Throughout life's journey, the one constant thing, in essence, is personal growth and identity formation. In terms of my life on the internet, considering the number of "blogs" I've had (I believe the count is at four), I've learned that I basically suck when it comes to maintaining one. Apparently, my trend is following the trend- I follow the internet migrations of my demographic (Friendster-Myspace-Facebook-Xanga-Livejournal) in order to keep up with the scene. For someone who seeks stability, the promiscuous relationship I've had with using and abusing "blogs" doesn't really help my cause. I'd like to see this journey into the rabbit hole illustrated through the messy trail of blog providers as a test to see who is a die-hard Frances fan. Am I that interesting? I'd like to think so. Let's see how this one works out.

First of all, I'd like to thank Liz for reviving the blogger in me. If I ever make it big, I will consider giving her royalties. She is alright.

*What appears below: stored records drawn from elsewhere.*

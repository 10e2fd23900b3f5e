//! Command buffer management.
//!
//! Buffers follow the usual lifecycle: initial → recording → executable →
//! pending → executable again once the GPU retires them. The pool is created
//! with `RESET_COMMAND_BUFFER`, so each buffer is reset individually by
//! `begin_command_buffer` rather than by resetting the pool.

use crate::error::Result;
use ash::vk;

/// Command pool for allocating command buffers.
pub struct CommandPool {
    pool: vk::CommandPool,
}

impl CommandPool {
    /// Create a pool whose buffers can be reset individually.
    ///
    /// # Safety
    /// The device must be valid and the queue family must exist.
    pub unsafe fn new(device: &ash::Device, queue_family: u32) -> Result<Self> {
        let create_info = vk::CommandPoolCreateInfo::default()
            .queue_family_index(queue_family)
            .flags(vk::CommandPoolCreateFlags::RESET_COMMAND_BUFFER);

        // SAFETY: forwarded from the caller
        let pool = unsafe { device.create_command_pool(&create_info, None)? };

        Ok(Self { pool })
    }

    /// Allocate command buffers.
    ///
    /// # Safety
    /// The device must be valid.
    pub unsafe fn allocate(
        &self,
        device: &ash::Device,
        level: vk::CommandBufferLevel,
        count: u32,
    ) -> Result<Vec<vk::CommandBuffer>> {
        let alloc_info = vk::CommandBufferAllocateInfo::default()
            .command_pool(self.pool)
            .level(level)
            .command_buffer_count(count);

        // SAFETY: forwarded from the caller
        Ok(unsafe { device.allocate_command_buffers(&alloc_info)? })
    }

    /// Return command buffers to the pool.
    ///
    /// # Safety
    /// The buffers must come from this pool and must not be pending.
    pub unsafe fn free(&self, device: &ash::Device, buffers: &[vk::CommandBuffer]) {
        if !buffers.is_empty() {
            // SAFETY: forwarded from the caller
            unsafe { device.free_command_buffers(self.pool, buffers) };
        }
    }

    /// Destroy the command pool.
    ///
    /// # Safety
    /// The device must be valid and the pool must not be in use.
    pub unsafe fn destroy(&self, device: &ash::Device) {
        // SAFETY: forwarded from the caller
        unsafe { device.destroy_command_pool(self.pool, None) };
    }
}

/// Reset and begin recording a primary command buffer.
///
/// # Safety
/// The device and command buffer must be valid and the buffer must not be pending.
pub unsafe fn begin_command_buffer(
    device: &ash::Device,
    cmd: vk::CommandBuffer,
    flags: vk::CommandBufferUsageFlags,
) -> Result<()> {
    let begin_info = vk::CommandBufferBeginInfo::default().flags(flags);
    // SAFETY: forwarded from the caller
    unsafe {
        device.reset_command_buffer(cmd, vk::CommandBufferResetFlags::empty())?;
        device.begin_command_buffer(cmd, &begin_info)?;
    }
    Ok(())
}

/// Reset and begin a secondary buffer that continues `render_pass` subpass 0.
///
/// The buffer inherits the render pass but not the dynamic state, so the
/// full-extent viewport and scissor are set on entry.
///
/// # Safety
/// The device, command buffer and render pass must be valid and the buffer
/// must be a secondary buffer that is not pending.
pub unsafe fn begin_secondary_command_buffer(
    device: &ash::Device,
    cmd: vk::CommandBuffer,
    render_pass: vk::RenderPass,
    extent: vk::Extent2D,
) -> Result<()> {
    let inheritance = vk::CommandBufferInheritanceInfo::default()
        .render_pass(render_pass)
        .subpass(0);
    let begin_info = vk::CommandBufferBeginInfo::default()
        .flags(vk::CommandBufferUsageFlags::RENDER_PASS_CONTINUE)
        .inheritance_info(&inheritance);

    let viewport = vk::Viewport {
        x: 0.0,
        y: 0.0,
        width: extent.width as f32,
        height: extent.height as f32,
        min_depth: 0.0,
        max_depth: 1.0,
    };
    let scissor = vk::Rect2D {
        offset: vk::Offset2D { x: 0, y: 0 },
        extent,
    };

    // SAFETY: forwarded from the caller
    unsafe {
        device.reset_command_buffer(cmd, vk::CommandBufferResetFlags::empty())?;
        device.begin_command_buffer(cmd, &begin_info)?;
        device.cmd_set_viewport(cmd, 0, &[viewport]);
        device.cmd_set_scissor(cmd, 0, &[scissor]);
    }
    Ok(())
}

/// End recording a command buffer.
///
/// # Safety
/// The device and command buffer must be valid.
pub unsafe fn end_command_buffer(device: &ash::Device, cmd: vk::CommandBuffer) -> Result<()> {
    // SAFETY: forwarded from the caller
    unsafe { device.end_command_buffer(cmd)? };
    Ok(())
}

/// Submit command buffers to a queue.
///
/// # Safety
/// All handles must be valid.
pub unsafe fn submit_command_buffers(
    device: &ash::Device,
    queue: vk::Queue,
    command_buffers: &[vk::CommandBuffer],
    wait_semaphores: &[vk::Semaphore],
    wait_stages: &[vk::PipelineStageFlags],
    signal_semaphores: &[vk::Semaphore],
    fence: vk::Fence,
) -> Result<()> {
    let submit_info = vk::SubmitInfo::default()
        .command_buffers(command_buffers)
        .wait_semaphores(wait_semaphores)
        .wait_dst_stage_mask(wait_stages)
        .signal_semaphores(signal_semaphores);

    // SAFETY: forwarded from the caller
    unsafe { device.queue_submit(queue, &[submit_info], fence)? };
    Ok(())
}

/// Record, submit and synchronously wait on a one-shot command buffer.
///
/// The buffer is freed before returning, also when recording or submission
/// fails.
///
/// # Safety
/// All handles must be valid and `queue` must belong to `pool`'s family.
pub unsafe fn execute_single_time_commands<F>(
    device: &ash::Device,
    pool: &CommandPool,
    queue: vk::Queue,
    f: F,
) -> Result<()>
where
    F: FnOnce(vk::CommandBuffer),
{
    // SAFETY: forwarded from the caller
    unsafe {
        let cmd = pool.allocate(device, vk::CommandBufferLevel::PRIMARY, 1)?[0];

        let result = (|| -> Result<()> {
            let begin_info = vk::CommandBufferBeginInfo::default()
                .flags(vk::CommandBufferUsageFlags::ONE_TIME_SUBMIT);
            device.begin_command_buffer(cmd, &begin_info)?;
            f(cmd);
            device.end_command_buffer(cmd)?;

            let cmd_buffers = [cmd];
            let submit_info = vk::SubmitInfo::default().command_buffers(&cmd_buffers);
            device.queue_submit(queue, &[submit_info], vk::Fence::null())?;
            device.queue_wait_idle(queue)?;
            Ok(())
        })();

        pool.free(device, &[cmd]);
        result
    }
}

As an inaugural post, and perhaps a sample of what I am able to provide to you potential subscribed readers, I thought it would be interesting to provide some excerpts of posts that I've written around this same time (April/Spring) over the past 5 years of my life that. If I commit to the guidelines of writing a strong essay and adapting it as a life skill, the purpose of this is to provide my readers with some insight into my life. Extrapolated to a larger scale, I intend to make the reader look introspectively on their own lives and possibly ask questions, make revisions or pursue some life changes. I also want to convince you readers to stick around! There is nothing better than a small following/cult to boost your self esteem! Just don't talk to me about this in real life.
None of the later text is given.